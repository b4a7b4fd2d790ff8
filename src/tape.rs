/*
    AaruFormat
    https://github.com/dbalsom/fluxfox

    Copyright 2024 Daniel Balsom

    Permission is hereby granted, free of charge, to any person obtaining a
    copy of this software and associated documentation files (the “Software”),
    to deal in the Software without restriction, including without limitation
    the rights to use, copy, modify, merge, publish, distribute, sublicense,
    and/or sell copies of the Software, and to permit persons to whom the
    Software is furnished to do so, subject to the following conditions:

    The above copyright notice and this permission notice shall be included in
    all copies or substantial portions of the Software.

    THE SOFTWARE IS PROVIDED “AS IS”, WITHOUT WARRANTY OF ANY KIND, EXPRESS OR
    IMPLIED, INCLUDING BUT NOT LIMITED TO THE WARRANTIES OF MERCHANTABILITY,
    FITNESS FOR A PARTICULAR PURPOSE AND NONINFRINGEMENT. IN NO EVENT SHALL THE
    AUTHORS OR COPYRIGHT HOLDERS BE LIABLE FOR ANY CLAIM, DAMAGES OR OTHER
    LIABILITY, WHETHER IN AN ACTION OF CONTRACT, TORT OR OTHERWISE, ARISING
    FROM, OUT OF OR IN CONNECTION WITH THE SOFTWARE OR THE USE OR OTHER
    DEALINGS IN THE SOFTWARE.

    --------------------------------------------------------------------------
*/

//! Tape partition and file tables (`TapePartitionBlock` / `TapeFileBlock`): the ordered,
//! fixed-size records a tape image's [`Writer::set_tape_partitions`](crate::writer::Writer::set_tape_partitions)
//! / [`Writer::set_tape_files`](crate::writer::Writer::set_tape_files) calls attach to the image.

#[cfg(feature = "serde")]
use serde::{Deserialize, Serialize};

use crate::format::{TapeFileRecord, TapePartitionRecord};

/// One tape partition: an inclusive logical-block range.
#[derive(Copy, Clone, Debug, PartialEq, Eq)]
#[cfg_attr(feature = "serde", derive(Serialize, Deserialize))]
pub struct TapePartition {
    pub number: u32,
    pub first_block: u64,
    pub last_block: u64,
}

impl From<TapePartition> for TapePartitionRecord {
    fn from(value: TapePartition) -> Self {
        TapePartitionRecord {
            number: value.number,
            first_block: value.first_block,
            last_block: value.last_block,
        }
    }
}

impl From<TapePartitionRecord> for TapePartition {
    fn from(value: TapePartitionRecord) -> Self {
        TapePartition {
            number: value.number,
            first_block: value.first_block,
            last_block: value.last_block,
        }
    }
}

/// One tape file: an inclusive logical-block range within a partition.
#[derive(Copy, Clone, Debug, PartialEq, Eq)]
#[cfg_attr(feature = "serde", derive(Serialize, Deserialize))]
pub struct TapeFile {
    pub partition: u32,
    pub file_number: u32,
    pub first_block: u64,
    pub last_block: u64,
}

impl From<TapeFile> for TapeFileRecord {
    fn from(value: TapeFile) -> Self {
        TapeFileRecord {
            partition: value.partition,
            file_number: value.file_number,
            first_block: value.first_block,
            last_block: value.last_block,
        }
    }
}

impl From<TapeFileRecord> for TapeFile {
    fn from(value: TapeFileRecord) -> Self {
        TapeFile {
            partition: value.partition,
            file_number: value.file_number,
            first_block: value.first_block,
            last_block: value.last_block,
        }
    }
}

______________________________

**Required work:** Please repeat the data in full so that nothing differs from the original.

**Problem solution:**
repository b4a7b4fd2d790ff8
filename src/tape.rs
/*
    AaruFormat
    https://github.com/dbalsom/fluxfox

    Copyright 2024 Daniel Balsom

    Permission is hereby granted, free of charge, to any person obtaining a
    copy of this software and associated documentation files (the “Software”),
    to deal in the Software without restriction, including without limitation
    the rights to use, copy, modify, merge, publish, distribute, sublicense,
    and/or sell copies of the Software, and to permit persons to whom the
    Software is furnished to do so, subject to the following conditions:

    The above copyright notice and this permission notice shall be included in
    all copies or substantial portions of the Software.

    THE SOFTWARE IS PROVIDED “AS IS”, WITHOUT WARRANTY OF ANY KIND, EXPRESS OR
    IMPLIED, INCLUDING BUT NOT LIMITED TO THE WARRANTIES OF MERCHANTABILITY,
    FITNESS FOR A PARTICULAR PURPOSE AND NONINFRINGEMENT. IN NO EVENT SHALL THE
    AUTHORS OR COPYRIGHT HOLDERS BE LIABLE FOR ANY CLAIM, DAMAGES OR OTHER
    LIABILITY, WHETHER IN AN ACTION OF CONTRACT, TORT OR OTHERWISE, ARISING
    FROM, OUT OF OR IN CONNECTION WITH THE SOFTWARE OR THE USE OR OTHER
    DEALINGS IN THE SOFTWARE.

    --------------------------------------------------------------------------
*/

//! Tape partition and file tables (`TapePartitionBlock` / `TapeFileBlock`): the ordered,
//! fixed-size records a tape image's [`Writer::set_tape_partitions`](crate::writer::Writer::set_tape_partitions)
//! / [`Writer::set_tape_files`](crate::writer::Writer::set_tape_files) calls attach to the image.

#[cfg(feature = "serde")]
use serde::{Deserialize, Serialize};

use crate::format::{TapeFileRecord, TapePartitionRecord};

/// One tape partition: an inclusive logical-block range.
#[derive(Copy, Clone, Debug, PartialEq, Eq)]
#[cfg_attr(feature = "serde", derive(Serialize, Deserialize))]
pub struct TapePartition {
    pub number: u32,
    pub first_block: u64,
    pub last_block: u64,
}

impl From<TapePartition> for TapePartitionRecord {
    fn from(value: TapePartition) -> Self {
        TapePartitionRecord {
            number: value.number,
            first_block: value.first_block,
            last_block: value.last_block,
        }
    }
}

impl From<TapePartitionRecord> for TapePartition {
    fn from(value: TapePartitionRecord) -> Self {
        TapePartition {
            number: value.number,
            first_block: value.first_block,
            last_block: value.last_block,
        }
    }
}

/// One tape file: an inclusive logical-block range within a partition.
#[derive(Copy, Clone, Debug, PartialEq, Eq)]
#[cfg_attr(feature = "serde", derive(Serialize, Deserialize))]
pub struct TapeFile {
    pub partition: u32,
    pub file_number: u32,
    pub first_block: u64,
    pub last_block: u64,
}

impl From<TapeFile> for TapeFileRecord {
    fn from(value: TapeFile) -> Self {
        TapeFileRecord {
            partition: value.partition,
            file_number: value.file_number,
            first_block: value.first_block,
            last_block: value.last_block,
        }
    }
}

impl From<TapeFileRecord> for TapeFile {
    fn from(value: TapeFileRecord) -> Self {
        TapeFile {
            partition: value.partition,
            file_number: value.file_number,
            first_block: value.first_block,
            last_block: value.last_block,
        }
    }
}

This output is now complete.